We can learn this, at least, from the way society functions: the importance of icons. Champions in so many sports, big names in music and films, in endurance feats, are hero-worshipped, inspiring, and imitated by, the young and young adults, and rightly so.

Today, St Patrick, so many centuries after his time, could be an icon, as he actually became, several centuries after his death, when so much was written about him and devotion spread in Ireland and western Europe. 

He  had been called by God to build up the church in Ireland; we can call on him to re-build the church in our day. It’s just that he needs to become known accurately as the hero he was, a person worthy of being an icon for today’s generation, whether Gen Z or Alpha or whatever people are. 

Authenticity has an appeal for a generation aware that some who seemed icons have turned out to be very flawed, a generation that has learned not to be naïve, and values authenticity. And authenticity is what is found in Patrick’s honest, humble account of himself in his autobiographical Confession, self-deprecating, yet a revealing account of a spiritual champion.

It’s a short work, the length of one chapter of a typical modern novel. Part of its charm for those who believe is the great number of allusions rather than direct quotations from Scripture that have a pleasing resonance for anyone reasonably familiar with Scripture. For others, at least quite an amazing story. For someone reared in the West of Ireland, one of the comparisons or similes he uses has a particular and deeply spiritual resonance. 

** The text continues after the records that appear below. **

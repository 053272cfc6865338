//! General Discord commands - ping, about, and bot owner moderation.

// Inner module to suppress missing_docs warnings for poise macro-generated code
mod inner {
    #![allow(missing_docs)]

    use crate::{
        bot::{BotData, actions::leave::settle, xid},
        core::{games, users},
        errors::{Error, Result},
    };
    use poise::{CreateReply, serenity_prelude as serenity};

    /// Responds with "Pong!" to test bot connectivity.
    #[poise::command(slash_command)]
    pub async fn ping(ctx: poise::Context<'_, BotData, Error>) -> Result<()> {
        ctx.say("Pong!").await?;
        Ok(())
    }

    /// Describes SpellBot and how to use it.
    #[poise::command(slash_command)]
    pub async fn about(ctx: poise::Context<'_, BotData, Error>) -> Result<()> {
        let description = "_The Discord bot for SpellTable and friends._\n\n\
        Use `/lfg` in a channel to find a game. When every seat is filled SpellBot \
        creates a table on the channel's play service and sends everyone the link.\n\n\
        **Player Commands**\n\
        • `/lfg [friends] [seats] [format] [bracket] [service]` - Looks for a game.\n\
        • `/leave` - Leaves the game you are waiting in.\n\
        • `/points <game> <points>` - Reports your points for a game.\n\
        • `/confirm <game>` - Confirms every player's reported points.\n\
        • `/info <game>` - Shows a game.\n\
        • `/block <user>` and `/unblock <user>` - Manage who you play with.\n\n\
        **Moderator Commands**\n\
        • `/game <players>` - Starts a game for exactly these players.\n\
        • `/set <setting>` - Configures this channel or server.\n\
        • `/mirror <channel>` - Mirrors game posts into another channel.\n\
        • `/watch`, `/unwatch`, `/watched` - Manage the watch list.\n\
        • `/verify <user>` and `/unverify <user>` - Manage verified users.\n\
        • `/award add|list|delete` - Manage play-count awards.";

        let embed = serenity::CreateEmbed::new()
            .title("SpellBot")
            .url("https://spellbot.io/")
            .description(description)
            .color(ctx.data().settings.embed_color)
            .thumbnail(ctx.data().settings.thumb_url.clone())
            .footer(serenity::CreateEmbedFooter::new(format!(
                "Version {}",
                env!("CARGO_PKG_VERSION")
            )));
        ctx.send(CreateReply::default().embed(embed)).await?;
        Ok(())
    }

    /// Bans a user from SpellBot everywhere.
    #[poise::command(slash_command, owners_only, hide_in_help)]
    pub async fn ban(
        ctx: poise::Context<'_, BotData, Error>,
        #[description = "User to ban"] target: serenity::User,
    ) -> Result<()> {
        let db = &ctx.data().database;
        let target_xid = xid(target.id.get());
        users::upsert_user(db, target_xid, &target.name).await?;
        users::set_banned(db, target_xid, true).await?;
        for outcome in games::remove_players(db, &[target_xid]).await? {
            settle(ctx.serenity_context(), ctx.data(), outcome).await?;
        }

        ctx.send(
            CreateReply::default()
                .content(format!("<@{}> has been banned.", target.id))
                .ephemeral(true),
        )
        .await?;
        Ok(())
    }

    /// Lifts a SpellBot ban.
    #[poise::command(slash_command, owners_only, hide_in_help)]
    pub async fn unban(
        ctx: poise::Context<'_, BotData, Error>,
        #[description = "User to unban"] target: serenity::User,
    ) -> Result<()> {
        let db = &ctx.data().database;
        let target_xid = xid(target.id.get());
        users::upsert_user(db, target_xid, &target.name).await?;
        users::set_banned(db, target_xid, false).await?;

        ctx.send(
            CreateReply::default()
                .content(format!("<@{}> has been unbanned.", target.id))
                .ephemeral(true),
        )
        .await?;
        Ok(())
    }
}

// Re-export all commands
pub use inner::*;
//! Game post rendering.
//!
//! Builds the embed shown for a game in channels and direct messages. The
//! result is a plain value; the bot layer converts it into a Discord embed.

use crate::{
    config::Settings,
    entities::{GameService, GameStatus, channel, game, guild},
    errors::Result,
};
use std::fmt::Write as _;

/// Text that replaces a post when its game expires.
pub const EXPIRED_MESSAGE: &str = "Sorry, this game was expired due to inactivity.";

/// One embed field.
#[derive(Debug, Clone, PartialEq, Eq)]
pub struct EmbedField {
    /// Field title
    pub name: String,
    /// Field body
    pub value: String,
    /// Render beside the previous field
    pub inline: bool,
}

/// A rendered game post.
#[derive(Debug, Clone, PartialEq, Eq)]
pub struct GameEmbed {
    /// Embed title
    pub title: String,
    /// Embed body
    pub description: String,
    /// Fields in display order
    pub fields: Vec<EmbedField>,
    /// Footer text
    pub footer: String,
    /// Sidebar colour
    pub color: u32,
    /// Thumbnail URL
    pub thumbnail: String,
}

/// A seated or finished player.
#[derive(Debug, Clone, Copy, PartialEq, Eq)]
pub struct PlayerLine {
    /// Discord user id
    pub user_xid: i64,
    /// Reported points, once started
    pub points: Option<i32>,
}

/// Everything the embed depends on.
#[derive(Debug, Clone, Copy)]
pub struct EmbedContext<'a> {
    /// The game itself
    pub game: &'a game::Model,
    /// Guild the game was created in
    pub guild: &'a guild::Model,
    /// Channel the game was created in, when still known
    pub channel: Option<&'a channel::Model>,
    /// Players to list
    pub players: &'a [PlayerLine],
    /// Link to the original post
    pub jump_link: Option<&'a str>,
    /// Rendering for a direct message to a player
    pub dm: bool,
    /// Bot settings
    pub settings: &'a Settings,
}

impl EmbedContext<'_> {
    fn show_links(&self) -> bool {
        self.dm || self.guild.show_links
    }

    fn title(&self) -> String {
        if self.game.status == GameStatus::Started {
            return "**Your game is ready!**".to_string();
        }
        let seated = i32::try_from(self.players.len()).unwrap_or(i32::MAX);
        let remaining = (self.game.seats - seated).max(0);
        let plural = if remaining == 1 { "" } else { "s" };
        format!("**Waiting for {remaining} more player{plural} to join...**")
    }

    fn description(&self) -> Result<String> {
        let game = self.game;
        let service = game.service;
        let mut description = String::new();

        if game.status == GameStatus::Pending {
            if service == GameService::NotAny {
                description.push_str(
                    "_Please contact the players in your game to organize this game._",
                );
            } else {
                write!(
                    description,
                    "_A {service} link will be created when all players have joined._"
                )?;
            }
        } else {
            if self.show_links() {
                self.link_lines(&mut description)?;
            } else if service != GameService::NotAny {
                write!(
                    description,
                    "Please check your Direct Messages for your {service} link."
                )?;
            }
            if self.dm {
                if let Some(jump) = self.jump_link {
                    write!(
                        description,
                        "\n\nYou can also [jump to the original game post]({jump}) in <#{}>.",
                        game.channel_xid
                    )?;
                }
            } else if self.channel.is_some_and(|c| c.show_points) {
                description
                    .push_str("\n\nWhen your game is over use `/points` to report your points.");
            }
        }

        for motd in [self.guild.motd.as_deref(), self.channel.and_then(|c| c.motd.as_deref())]
            .into_iter()
            .flatten()
        {
            write!(description, "\n\n{motd}")?;
        }
        Ok(description.trim_start().to_string())
    }

    fn link_lines(&self, description: &mut String) -> Result<()> {
        let game = self.game;
        let service = game.service;
        match (&game.game_link, service) {
            (_, GameService::NotAny) => {
                description.push_str("Please contact the players in your game to organize this game.");
            }
            (Some(link), GameService::SpellTable) => {
                let spectate = game.spectate_link().unwrap_or_default();
                write!(
                    description,
                    "[Join your SpellTable game now!]({link}) (or [spectate this game]({spectate}))"
                )?;
            }
            (Some(link), _) => {
                write!(description, "[Join your {service} game now!]({link})")?;
            }
            (None, _) => {
                let url = service.fallback_url().unwrap_or_default();
                write!(
                    description,
                    "Sorry but SpellBot was unable to create a {service} link for this game. \
                     Please go to [{service}]({url}) to create one."
                )?;
            }
        }
        if let Some(password) = &game.password {
            write!(description, "\n\nPassword: `{password}`")?;
        }
        if let Some(invite) = &game.voice_invite_link {
            let minutes = self.settings.voice_invite_expire_time_s / 60;
            write!(
                description,
                "\n\n[Join your voice chat now!]({invite}) (invite will expire in {minutes} minutes)"
            )?;
        }
        Ok(())
    }

    fn players_field(&self) -> String {
        let started = self.game.status == GameStatus::Started;
        let mut lines: Vec<(i64, String)> = self
            .players
            .iter()
            .map(|p| {
                let points = match p.points {
                    Some(points) if started && points != 0 => {
                        let plural = if points.abs() == 1 { "" } else { "s" };
                        format!(" ({points} point{plural})")
                    }
                    _ => String::new(),
                };
                (p.user_xid, format!("<@{}>{points}", p.user_xid))
            })
            .collect();
        lines.sort_by_key(|(xid, _)| *xid);
        lines
            .into_iter()
            .map(|(_, line)| line)
            .collect::<Vec<_>>()
            .join(", ")
    }

    /// Renders the embed.
    pub fn render(&self) -> Result<GameEmbed> {
        let game = self.game;
        let mut fields = Vec::new();

        if !self.players.is_empty() {
            fields.push(EmbedField {
                name: "Players".to_string(),
                value: self.players_field(),
                inline: false,
            });
        }
        fields.push(EmbedField {
            name: "Format".to_string(),
            value: game.format.to_string(),
            inline: true,
        });
        if game.bracket != crate::entities::GameBracket::None {
            fields.push(EmbedField {
                name: "Bracket".to_string(),
                value: game.bracket.to_string(),
                inline: true,
            });
        }
        if let Some(started_at) = game.started_at {
            fields.push(EmbedField {
                name: "Started at".to_string(),
                value: format!("<t:{}>", started_at.timestamp()),
                inline: true,
            });
        }
        if let Some(voice) = game.voice_xid {
            if self.show_links() {
                fields.push(EmbedField {
                    name: "Voice Channel".to_string(),
                    value: format!("<#{voice}>"),
                    inline: true,
                });
            }
        }

        Ok(GameEmbed {
            title: self.title(),
            description: self.description()?,
            fields,
            footer: format!("SpellBot Game ID: #SB{}", game.id),
            color: self.settings.embed_color,
            thumbnail: self.settings.thumb_url.clone(),
        })
    }
}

I have a clear childhood memory of fields with stones lying on the muddy ground from cattle crowding against loose-stone walls. One sentence in paragraph 12 of the Confession sums up Patrick’s humility, his calling and his spiritual greatness: 

‘I know for certain, that I was like a stone lying  … in the mire. Then he who is powerful came and in his mercy pulled me out, and lifted me up and placed me on the very top of the wall.’

He continues with a sentence that could sum up his entire story:

‘That is why I must shout aloud in return to the Lord for such great good deeds of his, here and now and forever, which the human mind cannot measure.’

For people today, and especially the young, who find faith and a commitment to be followers of Christ, a step too far, knowing the story of Patrick can make him their icon. May it be so. He says early in his story that as a youth he ignored God and his commandments. But in the hardship, the loneliness, of captivity he came to himself and began to look to God for help. ‘There  I sought him, and there I found him’. There can be a lot of loneliness, a lack of meaning in a way of life of the young today that does not satisfy.

Patrick went through all that and found that God came to his rescue. Towards the end of his life, he prayed that some would come across his writing and learn from him,’ a sinner and unlearned’, how great God’s gift to him had been. Those who come across his story today can also learn how great God’s gift can be to those who are open to receive it.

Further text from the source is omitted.